Rigel, a South San Francisco-based pharmaceutical company with marketed products across oncology and hematologic disorders, was selected to take over the medicine.
“With its novel mechanism of action designed to address a key driver of resistance, Veppanu represents a compelling treatment option within this setting,” Rigel Chief Executive Officer Raul Rodriguez said in a press release.
Rodriguez also said the agreement marks a significant step forward for Rigel’s transformational growth strategy, allowing the company to enter a targeted segment of the breast cancer market focused on patients with limited treatment options after progression on endocrine therapy.
He added that Veppanu is expected to contribute strong revenue growth to Rigel’s commercial portfolio and could become a meaningful driver of long-term growth. Rodriguez further stated that Rigel is well positioned to advance the treatment, supported by an experienced commercial and medical affairs organization and a track record of launching newly acquired assets.
Veppanu’s approval was based on a phase 3 clinical trial comparing the medicine with AstraZeneca’s standard-of-care treatment Faslodex. In the study, Veppanu improved progression-free survival only in patients carrying an ESR1 mutation.
Following the discontinuation of two combination therapy trials involving the treatment, former Arvinas Chief Executive Officer John Houston said discussions with health regulators suggested the medicine would likely be limited to patients with the specific mutations in the second-line setting.
Arvinas Chief Executive Officer Randy Teel said Rigel was selected to help unlock Veppanu’s commercial potential and provide access to patients as efficiently as possible. Teel also said Arvinas plans to use the proceeds from the transaction to invest in the next wave of innovation across its early-stage pipeline.
While Arvinas and Pfizer remain responsible for ongoing development activities involving Veppanu, Rigel will contribute up to $40 million toward those efforts. Rigel will also have the option to sublicense commercialization rights to global partners outside the United States, while Arvinas and Pfizer will receive a percentage of revenue associated with international sales.

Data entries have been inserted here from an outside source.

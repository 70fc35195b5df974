//! Vehicle model with explicit payload validation

use crate::core::entity::{Entity, RecordId, Timestamps};
use crate::core::projection::Relational;
use crate::core::validation::{FieldErrors, FieldReader};
use rust_decimal::Decimal;
use serde::{Deserialize, Serialize};
use serde_json::Value;
use std::fmt;
use std::str::FromStr;

/// Maximum digits of `average_fuel`
pub const FUEL_MAX_DIGITS: u32 = 3;

/// Maximum decimal places of `average_fuel`
pub const FUEL_DECIMAL_PLACES: u32 = 1;

/// How a vehicle is used
#[derive(Debug, Clone, Copy, PartialEq, Eq, Serialize, Deserialize)]
pub enum UsageType {
    Private,
    Company,
}

impl UsageType {
    pub const CHOICES: &'static [&'static str] = &["Private", "Company"];

    pub fn as_str(self) -> &'static str {
        match self {
            UsageType::Private => "Private",
            UsageType::Company => "Company",
        }
    }
}

impl FromStr for UsageType {
    type Err = String;

    fn from_str(s: &str) -> Result<Self, Self::Err> {
        match s {
            "Private" => Ok(UsageType::Private),
            "Company" => Ok(UsageType::Company),
            other => Err(format!("unknown usage type: {}", other)),
        }
    }
}

impl fmt::Display for UsageType {
    fn fmt(&self, f: &mut fmt::Formatter<'_>) -> fmt::Result {
        f.write_str(self.as_str())
    }
}

/// A vehicle record
#[derive(Debug, Clone, PartialEq, Serialize)]
pub struct Auto {
    pub id: RecordId,
    pub average_fuel: Decimal,
    pub delegation_starting: i64,
    pub delegation_ending: i64,
    pub driver: String,
    pub owner: String,
    #[serde(rename = "type")]
    pub usage_type: UsageType,
    #[serde(flatten)]
    pub timestamps: Timestamps,
}

impl Auto {
    /// Materialize validated input under a freshly allocated id
    pub fn from_new(id: RecordId, new: NewAuto) -> Self {
        Self {
            id,
            average_fuel: new.average_fuel,
            delegation_starting: new.delegation_starting,
            delegation_ending: new.delegation_ending,
            driver: new.driver,
            owner: new.owner,
            usage_type: new.usage_type,
            timestamps: Timestamps::new(),
        }
    }
}

impl Entity for Auto {
    fn resource_name() -> &'static str {
        "auto"
    }

    fn id(&self) -> RecordId {
        self.id
    }

    fn timestamps(&self) -> &Timestamps {
        &self.timestamps
    }

    fn timestamps_mut(&mut self) -> &mut Timestamps {
        &mut self.timestamps
    }
}

impl Relational for Auto {
    const RELATION_FIELD: &'static str = "assigned_partners";
}

/// Validated input for a new vehicle
#[derive(Debug, Clone, PartialEq)]
pub struct NewAuto {
    pub average_fuel: Decimal,
    pub delegation_starting: i64,
    pub delegation_ending: i64,
    pub driver: String,
    pub owner: String,
    pub usage_type: UsageType,
}

impl NewAuto {
    /// Validate a request body.
    ///
    /// Server-managed fields (`id`, timestamps, `assigned_partners`) and
    /// unknown keys are ignored.
    pub fn from_json(body: &Value) -> Result<Self, FieldErrors> {
        let mut reader = FieldReader::new(body)?;

        let average_fuel = reader.decimal("average_fuel", FUEL_MAX_DIGITS, FUEL_DECIMAL_PLACES);
        let delegation_starting = reader.integer("delegation_starting");
        let delegation_ending = reader.integer("delegation_ending");
        let driver = reader.text("driver", None);
        let owner = reader.text("owner", None);
        let usage_type = reader.choice("type", UsageType::CHOICES);

        match (
            average_fuel,
            delegation_starting,
            delegation_ending,
            driver,
            owner,
            usage_type,
        ) {
            (
                Some(average_fuel),
                Some(delegation_starting),
                Some(delegation_ending),
                Some(driver),
                Some(owner),
                Some(usage_type),
            ) => Ok(Self {
                average_fuel,
                delegation_starting,
                delegation_ending,
                driver,
                owner,
                usage_type,
            }),
            _ => Err(reader.into_errors()),
        }
    }
}

#[cfg(test)]
mod tests {
    use super::*;
    use crate::core::validation::validators;
    use serde_json::json;

    fn valid_body() -> Value {
        json!({
            "average_fuel": 12.3,
            "delegation_starting": 0,
            "delegation_ending": 123,
            "driver": "Bela",
            "owner": "Bela",
            "type": "Private"
        })
    }

    #[test]
    fn test_valid_body() {
        let new = NewAuto::from_json(&valid_body()).unwrap();
        assert_eq!(new.average_fuel, Decimal::new(123, 1));
        assert_eq!(new.delegation_ending, 123);
        assert_eq!(new.usage_type, UsageType::Private);
    }

    #[test]
    fn test_missing_driver() {
        let mut body = valid_body();
        body.as_object_mut().unwrap().remove("driver");

        let errors = NewAuto::from_json(&body).unwrap_err();
        assert_eq!(errors.len(), 1);
        assert_eq!(errors.get("driver").unwrap(), [validators::REQUIRED]);
    }

    #[test]
    fn test_every_bad_field_is_reported() {
        let body = json!({
            "average_fuel": 123.4,
            "delegation_starting": "soon",
            "driver": "  ",
            "owner": "Bela",
            "type": "Rental"
        });

        let errors = NewAuto::from_json(&body).unwrap_err();
        let fields: Vec<&str> = errors.fields().collect();
        assert_eq!(
            fields,
            [
                "average_fuel",
                "delegation_ending",
                "delegation_starting",
                "driver",
                "type"
            ]
        );
        assert_eq!(
            errors.get("type").unwrap(),
            ["\"Rental\" is not a valid choice."]
        );
    }

    #[test]
    fn test_server_managed_fields_are_ignored() {
        let mut body = valid_body();
        let object = body.as_object_mut().unwrap();
        object.insert("id".into(), json!(999));
        object.insert("deleted_at".into(), json!(5));
        object.insert("assigned_partners".into(), json!([1, 2]));

        assert!(NewAuto::from_json(&body).is_ok());
    }

    #[test]
    fn test_wire_format() {
        let new = NewAuto::from_json(&valid_body()).unwrap();
        let auto = Auto::from_new(4, new);
        let json = serde_json::to_value(&auto).unwrap();

        assert_eq!(json["id"], 4);
        assert_eq!(json["average_fuel"], "12.3");
        assert_eq!(json["type"], "Private");
        assert!(json["deleted_at"].is_null());
        assert!(json.get("usage_type").is_none());
    }

    #[test]
    fn test_usage_type_parse() {
        assert_eq!("Company".parse::<UsageType>().unwrap(), UsageType::Company);
        assert!("company".parse::<UsageType>().is_err());
        assert_eq!(UsageType::Private.to_string(), "Private");
    }
}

The agreement follows the recent end of Rigel’s partnership with Eli Lilly involving RIPK1 inhibitors. Lilly withdrew from the 2021 agreement last month, ending future payments that could have resulted from the collaboration. Rigel’s revenue currently comes mainly from marketed products, including Gavreto, Rezlidhia, and Tavalisse.
In the first quarter of 2026, the company reported $58.8 million in revenue and $8.7 million in net income after paying $46.9 million in quarterly R&D-related costs and expenses. Rigel shares rose more than 8% by 11:30 a.m. ET on Tuesday, May 12, following the announcement of the deal.
Arvinas and Pfizer have entered a significant agreement with Rigel Pharmaceuticals involving the breast cancer therapy Veppanu. The new licensing partnership highlights the growing importance of targeted oncology treatments and reinforces the position of Arvinas in the evolving cancer therapeutics market. The collaboration is expected to accelerate the development and commercialization of Veppanu for breast cancer patients globally.
Arvinas Expands Oncology Strategy
The latest agreement allows Rigel Pharmaceuticals to license Veppanu from Arvinas and Pfizer as part of a strategic effort to strengthen breast cancer treatment development. The partnership demonstrates how Arvinas continues to focus on innovative therapies designed to improve outcomes for patients facing difficult-to-treat cancers.
Industry experts believe the move could help expand access to advanced targeted medicines while supporting faster clinical progress in oncology research.